As I wrote elsewhere:

“Though we don’t think about it very much, the wealth of the Americas is a major reason why Europeans came to dominate the world. The conquest, colonization and settlement of North America offered what some environmental historians have termed a vast “ghost acreage.” Europeans who had already cut their best trees, trapped out their fur-bearing animals, mined most of their precious metals, and worked many of their soils to exhaustion suddenly found themselves in the 1600′s possessed of all these resources in an abundance beyond their wildest imaginings. They didn’t hesitate. They took everything they could lay their hands on, and there was a lot to grab.
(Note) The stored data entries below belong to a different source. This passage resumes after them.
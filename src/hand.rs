use crate::cards::{parse_cards, Card};
use std::collections::HashSet;
use std::str::FromStr;

/// Hole cards each player receives per round.
pub const HOLE_CARDS: usize = 2;
/// Community cards on a complete board (flop, turn, river).
pub const BOARD_CARDS: usize = 5;

#[derive(thiserror::Error, Debug, Clone, PartialEq, Eq)]
#[non_exhaustive]
pub enum HandError {
    #[error("too many board cards: {0}")]
    TooManyBoardCards(usize),
    #[error("duplicate cards on board")]
    DuplicateBoardCards,
    #[error("card parse error: {0}")]
    CardParse(String),
}

/// A seat at the table: a name and the cards dealt to it this round.
///
/// ```
/// use poker_showdown::cards::{Card, Rank, Suit};
/// use poker_showdown::hand::Player;
///
/// let mut p = Player::new("Alice");
/// p.add_card(Card::new(Rank::Ace, Suit::Spades));
/// assert_eq!(p.cards().len(), 1);
/// p.clear_hand();
/// assert!(p.cards().is_empty());
/// ```
#[derive(Debug, Clone, PartialEq, Eq)]
pub struct Player {
    name: String,
    cards: Vec<Card>,
}

impl Player {
    pub fn new(name: impl Into<String>) -> Self {
        Self { name: name.into(), cards: Vec::with_capacity(HOLE_CARDS) }
    }

    /// A player already holding `cards`; handy for fixed scenarios.
    pub fn with_cards(name: impl Into<String>, cards: &[Card]) -> Self {
        Self { name: name.into(), cards: cards.to_vec() }
    }

    pub fn name(&self) -> &str {
        &self.name
    }

    pub fn cards(&self) -> &[Card] {
        &self.cards
    }

    pub fn add_card(&mut self, card: Card) {
        self.cards.push(card);
    }

    pub fn clear_hand(&mut self) {
        self.cards.clear();
    }
}

/// Community cards on the board (flop, turn, river).
///
/// ```
/// use poker_showdown::hand::Board;
///
/// let board: Board = "2c 3c 4c".parse().unwrap();
/// assert_eq!(board.len(), 3);
/// ```
#[derive(Debug, Clone, Default, PartialEq, Eq)]
pub struct Board {
    cards: Vec<Card>,
}

impl Board {
    pub fn new() -> Self {
        Self { cards: Vec::with_capacity(BOARD_CARDS) }
    }

    /// Build a board, rejecting more than five cards or repeated cards.
    pub fn try_new(cards: Vec<Card>) -> Result<Self, HandError> {
        if cards.len() > BOARD_CARDS {
            return Err(HandError::TooManyBoardCards(cards.len()));
        }
        let set: HashSet<Card> = cards.iter().copied().collect();
        if set.len() != cards.len() {
            return Err(HandError::DuplicateBoardCards);
        }
        Ok(Self { cards })
    }

    pub fn add_card(&mut self, card: Card) {
        self.cards.push(card);
    }

    pub fn clear_cards(&mut self) {
        self.cards.clear();
    }

    pub fn len(&self) -> usize {
        self.cards.len()
    }

    pub fn is_empty(&self) -> bool {
        self.cards.is_empty()
    }

    pub fn as_slice(&self) -> &[Card] {
        &self.cards
    }
}

impl FromStr for Board {
    type Err = HandError;
    fn from_str(s: &str) -> Result<Self, Self::Err> {
        let cards = parse_cards(s).map_err(|e| HandError::CardParse(e.to_string()))?;
        Board::try_new(cards)
    }
}

/// Everything a player can build a hand from: their own cards, then the board.
pub fn candidates(player: &Player, board: &Board) -> Vec<Card> {
    player.cards().iter().chain(board.as_slice()).copied().collect()
}

#[cfg(test)]
mod tests {
    use super::*;
    use crate::cards::{Rank, Suit};

    #[test]
    fn board_add_and_clear() {
        let mut b = Board::new();
        assert!(b.is_empty());
        b.add_card(Card::new(Rank::Ace, Suit::Spades));
        b.add_card(Card::new(Rank::Two, Suit::Clubs));
        assert_eq!(b.len(), 2);
        b.clear_cards();
        assert!(b.is_empty());
    }

    #[test]
    fn board_try_new_checks_limits_and_dupes() {
        let six = parse_cards("2c 3c 4c 5c 6c 7c").unwrap();
        assert_eq!(Board::try_new(six), Err(HandError::TooManyBoardCards(6)));

        let dupes = parse_cards("2c 2c").unwrap();
        assert_eq!(Board::try_new(dupes), Err(HandError::DuplicateBoardCards));

        assert!(matches!("2c zz".parse::<Board>(), Err(HandError::CardParse(_))));
    }

    #[test]
    fn candidates_put_player_cards_first() {
        let p = Player::with_cards("P1", &parse_cards("As Kd").unwrap());
        let board: Board = "2c 3c 4c 5h 9s".parse().unwrap();
        let all = candidates(&p, &board);
        assert_eq!(all.len(), 7);
        assert_eq!(all[0], Card::new(Rank::Ace, Suit::Spades));
        assert_eq!(all[6], Card::new(Rank::Nine, Suit::Spades));
    }

    #[test]
    fn player_keeps_deal_order() {
        let mut p = Player::new("Bob");
        p.add_card(Card::new(Rank::Two, Suit::Hearts));
        p.add_card(Card::new(Rank::Ace, Suit::Hearts));
        assert_eq!(p.name(), "Bob");
        assert_eq!(p.cards()[0].rank(), Rank::Two);
        assert_eq!(p.cards()[1].rank(), Rank::Ace);
    }
}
Before Columbus made landfall in the Caribbean, it’s been estimated, there were somewhere between 18 and 40 million native people living in North America, a great majority of whom died of introduced diseases in the century or two after the Spanish started their conquest. When the 16th Century Spanish nobleman Alvaz Nunez Cabeza de Vaca was shipwrecked on the Florida coast and made his way by raft and foot to Mexico, he slept most nights in native villages, and was rarely off a traveled path. America, as some historians have said, was not so much a virgin land as a widowed one.
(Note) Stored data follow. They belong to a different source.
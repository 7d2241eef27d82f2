//! Total order over evaluated hands.
//!
//! Category decides first. Within a category the five stored cards are
//! compared position by position on rank; the evaluator already arranged
//! them by significance, so the first differing rank settles it. Suits never
//! matter, and five equal ranks is a genuine tie.

use crate::evaluator::EvaluatedHand;
use core::cmp::Ordering;

/// Compare two evaluated hands; `Greater` means `a` is stronger.
///
/// ```
/// use poker_showdown::cards::parse_cards;
/// use poker_showdown::comparator::compare;
/// use poker_showdown::evaluator::evaluate;
/// use std::cmp::Ordering;
///
/// let a = evaluate(&parse_cards("As Ah Qc Jd 9h 3s 2c").unwrap()).unwrap();
/// let b = evaluate(&parse_cards("Ks Kh Qc Jd 9h 3s 2c").unwrap()).unwrap();
/// assert_eq!(compare(&a, &b), Ordering::Greater);
/// assert_eq!(compare(&a, &a), Ordering::Equal);
/// ```
pub fn compare(a: &EvaluatedHand, b: &EvaluatedHand) -> Ordering {
    a.category().cmp(&b.category()).then_with(|| {
        a.cards()
            .iter()
            .zip(b.cards())
            .map(|(x, y)| x.rank().cmp(&y.rank()))
            .find(|o| o.is_ne())
            .unwrap_or(Ordering::Equal)
    })
}

/// Indices of every hand tied for the best, in the order given.
///
/// Empty input gives an empty result.
pub fn best_indices(hands: &[EvaluatedHand]) -> Vec<usize> {
    let Some(best) = hands.iter().max_by(|a, b| compare(a, b)) else {
        return Vec::new();
    };
    hands
        .iter()
        .enumerate()
        .filter(|(_, h)| compare(h, best).is_eq())
        .map(|(i, _)| i)
        .collect()
}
The natural world Cabeza de Vaca moved through was no less full. North America was home to 10,000 grizzly bear; countless millions of deer, antelope, elk, bighorn sheep, moose; hundreds of salmon runs, some teeming with millions of fish; three billion passenger pigeons; five billion prairie dogs (the near-eradication of whom changed America’s scrublands forever – without those billions of little paws churning the dirt, the surface hardened, the water wicked away in flash floods and desertification set in). Even as late as 1830, 40 million bison roamed the plains. It’s said the ancient deciduous forests of the East were so thick a squirrel could run from the Atlantic to the Mississippi without ever touching the ground, while the evergreen forests of the western coasts ran for hundreds of miles of trees so large we visit their last relatives and gawk. The Gulf’s coral reefs, salt water swamps and estuaries made it perhaps the richest marine ecosystem in the world, through which millions of sea turtles moved in ancient migrations. The list could go on and on.

And that’s only what we know we’ve lost. There are whole swathes of the country for which we have only a handful of sketches and journal entries to hint to us what peoples and ecologies lived there before we brushed them aside. When I think of the scale of that exploitation, I tend go a little numb. As Wendell Berry wrote ‘The thought of what once was here and is gone forever will not leave me as long as I live. It is as though I walk knee-deep in its absence.’
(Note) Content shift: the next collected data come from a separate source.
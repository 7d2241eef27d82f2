use super::rank_groups::RankGroups;
use super::suit_groups::SuitGroups;
use crate::cards::Card;

/// Pre-computed view of a candidate pool.
/// Built once and shared by all category detectors.
#[derive(Debug, Clone)]
pub struct HandAnalysis {
    /// Every candidate, rank descending then suit descending.
    pub sorted_cards: Vec<Card>,
    pub rank_groups: RankGroups,
    pub suit_groups: SuitGroups,
    high_card: [Card; 5],
}

impl HandAnalysis {
    /// `None` when the pool holds fewer than five cards.
    pub fn new(cards: &[Card]) -> Option<Self> {
        let mut sorted_cards = cards.to_vec();
        sorted_cards.sort_unstable_by(|a, b| b.cmp(a));

        let high_card = take_five(sorted_cards.iter().copied())?;
        let rank_groups = RankGroups::from_sorted(&sorted_cards);
        let suit_groups = SuitGroups::from_sorted(&sorted_cards);

        Some(Self { sorted_cards, rank_groups, suit_groups, high_card })
    }

    /// The five highest cards; every pool qualifies.
    pub fn high_card(&self) -> [Card; 5] {
        self.high_card
    }

    /// `committed` followed by the highest cards not already in it, five in total.
    pub fn with_kickers(&self, committed: &[Card]) -> Option<[Card; 5]> {
        let kickers = self.sorted_cards.iter().filter(|c| !committed.contains(c));
        take_five(committed.iter().chain(kickers).copied())
    }
}

/// First five items of `cards`, or `None` if there are fewer.
pub fn take_five<I: IntoIterator<Item = Card>>(cards: I) -> Option<[Card; 5]> {
    let mut it = cards.into_iter();
    Some([it.next()?, it.next()?, it.next()?, it.next()?, it.next()?])
}

#[cfg(test)]
mod tests {
    use super::*;
    use crate::cards::{parse_cards, Rank};

    #[test]
    fn cards_sorted_descending() {
        let cards = parse_cards("3s Ah 5d Kc 9s 9c").unwrap();
        let analysis = HandAnalysis::new(&cards).unwrap();
        let ranks: Vec<Rank> = analysis.sorted_cards.iter().map(|c| c.rank()).collect();
        assert_eq!(
            ranks,
            vec![Rank::Ace, Rank::King, Rank::Nine, Rank::Nine, Rank::Five, Rank::Three]
        );
        // equal ranks fall back to suit, spades above clubs
        assert_eq!(analysis.sorted_cards[2], "9s".parse::<Card>().unwrap());
    }

    #[test]
    fn kickers_skip_committed_cards() {
        let cards = parse_cards("Kc Kd Ah Qs 7c 2d").unwrap();
        let analysis = HandAnalysis::new(&cards).unwrap();
        let pair = parse_cards("Kc Kd").unwrap();
        let five = analysis.with_kickers(&pair).unwrap();
        let ranks = five.map(|c| c.rank());
        assert_eq!(ranks, [Rank::King, Rank::King, Rank::Ace, Rank::Queen, Rank::Seven]);
    }

    #[test]
    fn take_five_needs_five() {
        let four = parse_cards("2c 3c 4c 5c").unwrap();
        assert!(take_five(four.iter().copied()).is_none());
        assert!(HandAnalysis::new(&four).is_none());
    }

    #[test]
    fn high_card_is_the_five_highest() {
        let cards = parse_cards("2c 7d 9h Jc Kd 3s").unwrap();
        let five = HandAnalysis::new(&cards).unwrap().high_card();
        let ranks = five.map(|c| c.rank());
        assert_eq!(ranks, [Rank::King, Rank::Jack, Rank::Nine, Rank::Seven, Rank::Three]);
    }
}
That natural wealth, that one-time gift of a whole New World’s bounty, was the fuel that built the great European empires that followed. The world speaks English and French and Spanish precisely because America had so many beaver pelts, ancient trees and gold mines. And there isn’t another New World of raw materials out there waiting to be found.”

So I have no patience for those who want to see Columbus honored on the day that still has his name.

Instead, I’d love to see the day be reframed as Legacy Day, when we stop and think about what our descendents will think of us: what they’ll damn us for destroying, what they’ll love us for handing down in health and beauty.